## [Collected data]
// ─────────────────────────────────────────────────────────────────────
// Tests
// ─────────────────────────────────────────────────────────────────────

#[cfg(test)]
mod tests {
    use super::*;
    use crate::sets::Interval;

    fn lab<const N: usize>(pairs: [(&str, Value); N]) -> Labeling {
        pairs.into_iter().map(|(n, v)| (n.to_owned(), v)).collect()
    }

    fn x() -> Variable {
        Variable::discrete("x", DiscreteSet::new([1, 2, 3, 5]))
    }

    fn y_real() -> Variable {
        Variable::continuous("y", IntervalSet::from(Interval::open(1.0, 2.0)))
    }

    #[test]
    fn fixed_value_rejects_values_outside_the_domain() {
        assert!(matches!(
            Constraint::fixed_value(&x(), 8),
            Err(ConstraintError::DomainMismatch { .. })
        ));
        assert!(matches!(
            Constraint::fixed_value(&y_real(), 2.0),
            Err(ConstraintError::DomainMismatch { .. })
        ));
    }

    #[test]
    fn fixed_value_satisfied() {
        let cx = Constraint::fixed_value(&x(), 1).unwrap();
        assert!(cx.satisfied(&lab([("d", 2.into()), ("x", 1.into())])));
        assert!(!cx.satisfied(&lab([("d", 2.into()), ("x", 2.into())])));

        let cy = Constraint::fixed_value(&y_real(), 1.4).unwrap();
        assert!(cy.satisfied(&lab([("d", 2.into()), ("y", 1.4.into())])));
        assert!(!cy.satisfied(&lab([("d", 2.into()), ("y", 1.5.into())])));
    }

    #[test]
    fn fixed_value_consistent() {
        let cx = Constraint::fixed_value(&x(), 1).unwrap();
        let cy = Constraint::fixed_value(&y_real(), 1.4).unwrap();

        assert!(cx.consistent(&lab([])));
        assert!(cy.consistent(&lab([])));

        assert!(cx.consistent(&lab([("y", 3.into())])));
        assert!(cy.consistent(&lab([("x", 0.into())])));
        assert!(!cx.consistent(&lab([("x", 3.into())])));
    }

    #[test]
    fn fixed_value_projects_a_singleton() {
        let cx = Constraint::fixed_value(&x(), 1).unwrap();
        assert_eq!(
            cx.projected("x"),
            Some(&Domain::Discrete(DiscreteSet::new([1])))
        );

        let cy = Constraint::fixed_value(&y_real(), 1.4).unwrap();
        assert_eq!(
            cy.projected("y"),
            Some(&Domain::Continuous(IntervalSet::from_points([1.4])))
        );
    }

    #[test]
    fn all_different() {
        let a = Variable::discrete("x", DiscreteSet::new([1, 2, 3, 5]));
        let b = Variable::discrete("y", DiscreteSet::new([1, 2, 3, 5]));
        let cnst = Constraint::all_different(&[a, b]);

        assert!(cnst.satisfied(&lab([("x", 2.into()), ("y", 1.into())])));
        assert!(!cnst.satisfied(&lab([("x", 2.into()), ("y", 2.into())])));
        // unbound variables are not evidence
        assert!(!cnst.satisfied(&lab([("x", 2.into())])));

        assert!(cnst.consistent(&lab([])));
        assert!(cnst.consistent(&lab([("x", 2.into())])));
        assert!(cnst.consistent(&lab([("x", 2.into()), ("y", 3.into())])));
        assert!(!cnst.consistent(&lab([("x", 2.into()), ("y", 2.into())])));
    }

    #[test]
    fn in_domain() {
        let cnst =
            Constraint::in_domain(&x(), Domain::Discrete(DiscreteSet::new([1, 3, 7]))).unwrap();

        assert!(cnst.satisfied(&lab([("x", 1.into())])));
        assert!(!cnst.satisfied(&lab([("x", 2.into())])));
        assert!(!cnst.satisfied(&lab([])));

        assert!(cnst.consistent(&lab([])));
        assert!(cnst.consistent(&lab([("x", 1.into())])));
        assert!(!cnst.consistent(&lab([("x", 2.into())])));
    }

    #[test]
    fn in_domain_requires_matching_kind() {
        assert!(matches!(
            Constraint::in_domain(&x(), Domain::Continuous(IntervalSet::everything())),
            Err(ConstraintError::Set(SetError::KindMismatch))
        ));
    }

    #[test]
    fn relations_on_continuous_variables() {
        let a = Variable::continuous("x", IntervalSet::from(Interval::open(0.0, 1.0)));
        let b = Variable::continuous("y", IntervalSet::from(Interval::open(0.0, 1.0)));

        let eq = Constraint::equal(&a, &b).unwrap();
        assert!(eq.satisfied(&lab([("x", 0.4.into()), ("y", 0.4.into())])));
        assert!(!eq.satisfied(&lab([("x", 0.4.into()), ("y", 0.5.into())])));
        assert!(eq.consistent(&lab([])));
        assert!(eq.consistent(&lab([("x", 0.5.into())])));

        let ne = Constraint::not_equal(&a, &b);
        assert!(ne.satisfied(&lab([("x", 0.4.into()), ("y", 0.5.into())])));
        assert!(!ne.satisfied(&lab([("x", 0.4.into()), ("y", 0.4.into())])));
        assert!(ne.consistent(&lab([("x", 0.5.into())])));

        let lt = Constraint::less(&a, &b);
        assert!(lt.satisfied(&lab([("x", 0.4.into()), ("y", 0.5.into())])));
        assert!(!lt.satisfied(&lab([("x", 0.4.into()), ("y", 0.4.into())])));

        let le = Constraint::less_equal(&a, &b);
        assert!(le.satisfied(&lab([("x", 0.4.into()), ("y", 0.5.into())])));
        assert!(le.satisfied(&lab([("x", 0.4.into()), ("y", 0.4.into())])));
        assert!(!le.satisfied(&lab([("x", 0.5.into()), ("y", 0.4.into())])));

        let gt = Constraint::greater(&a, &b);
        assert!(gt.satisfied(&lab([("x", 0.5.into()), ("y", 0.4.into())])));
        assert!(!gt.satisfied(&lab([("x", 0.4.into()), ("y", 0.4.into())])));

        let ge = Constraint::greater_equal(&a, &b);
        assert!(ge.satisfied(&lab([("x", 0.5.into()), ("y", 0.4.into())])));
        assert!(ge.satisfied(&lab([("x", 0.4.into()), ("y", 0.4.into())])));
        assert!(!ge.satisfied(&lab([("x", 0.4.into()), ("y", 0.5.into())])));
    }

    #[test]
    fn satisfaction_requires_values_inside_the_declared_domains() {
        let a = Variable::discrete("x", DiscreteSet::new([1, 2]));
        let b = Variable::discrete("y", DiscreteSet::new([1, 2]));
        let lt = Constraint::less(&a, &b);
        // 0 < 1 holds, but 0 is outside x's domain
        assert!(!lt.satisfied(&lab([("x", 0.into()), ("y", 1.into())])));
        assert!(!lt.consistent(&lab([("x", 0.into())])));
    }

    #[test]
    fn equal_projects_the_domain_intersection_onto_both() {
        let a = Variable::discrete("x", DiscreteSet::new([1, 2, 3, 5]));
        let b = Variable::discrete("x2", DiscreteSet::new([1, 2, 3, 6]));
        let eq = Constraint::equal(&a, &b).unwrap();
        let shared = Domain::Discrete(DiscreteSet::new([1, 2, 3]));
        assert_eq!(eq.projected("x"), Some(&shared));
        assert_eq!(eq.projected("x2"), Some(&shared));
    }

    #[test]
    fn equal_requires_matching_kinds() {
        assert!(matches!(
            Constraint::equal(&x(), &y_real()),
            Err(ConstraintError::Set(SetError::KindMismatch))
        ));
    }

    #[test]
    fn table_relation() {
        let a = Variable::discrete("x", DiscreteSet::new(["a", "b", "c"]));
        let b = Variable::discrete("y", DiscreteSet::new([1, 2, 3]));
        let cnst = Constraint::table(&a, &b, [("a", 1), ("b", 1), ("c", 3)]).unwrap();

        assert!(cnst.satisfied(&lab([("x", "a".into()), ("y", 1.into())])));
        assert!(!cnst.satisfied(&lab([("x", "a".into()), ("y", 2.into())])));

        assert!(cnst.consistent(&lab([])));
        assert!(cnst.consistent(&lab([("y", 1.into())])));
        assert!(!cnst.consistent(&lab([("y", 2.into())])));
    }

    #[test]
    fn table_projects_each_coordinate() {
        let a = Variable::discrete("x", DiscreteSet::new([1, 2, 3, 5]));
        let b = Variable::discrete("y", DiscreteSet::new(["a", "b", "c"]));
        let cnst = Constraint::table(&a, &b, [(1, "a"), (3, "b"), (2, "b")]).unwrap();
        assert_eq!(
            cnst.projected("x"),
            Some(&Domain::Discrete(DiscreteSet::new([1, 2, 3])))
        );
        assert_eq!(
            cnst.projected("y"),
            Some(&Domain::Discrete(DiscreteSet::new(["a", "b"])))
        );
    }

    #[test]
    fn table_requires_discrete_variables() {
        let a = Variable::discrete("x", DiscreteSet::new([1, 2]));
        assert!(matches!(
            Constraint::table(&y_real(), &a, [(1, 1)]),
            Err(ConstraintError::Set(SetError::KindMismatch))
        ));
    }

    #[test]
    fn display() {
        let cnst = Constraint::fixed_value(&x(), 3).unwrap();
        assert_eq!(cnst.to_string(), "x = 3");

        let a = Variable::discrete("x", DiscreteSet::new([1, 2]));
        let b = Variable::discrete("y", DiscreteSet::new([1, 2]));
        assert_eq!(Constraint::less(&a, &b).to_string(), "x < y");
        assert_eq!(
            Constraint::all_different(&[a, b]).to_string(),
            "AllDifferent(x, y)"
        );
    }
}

## [TASK TO CARRY OUT]
In the records above, which lines hold the string "open"? Copy each one.

## [WRITTEN SOLUTION]
        Variable::continuous("y", IntervalSet::from(Interval::open(1.0, 2.0)))
        let a = Variable::continuous("x", IntervalSet::from(Interval::open(0.0, 1.0)));
        let b = Variable::continuous("y", IntervalSet::from(Interval::open(0.0, 1.0)));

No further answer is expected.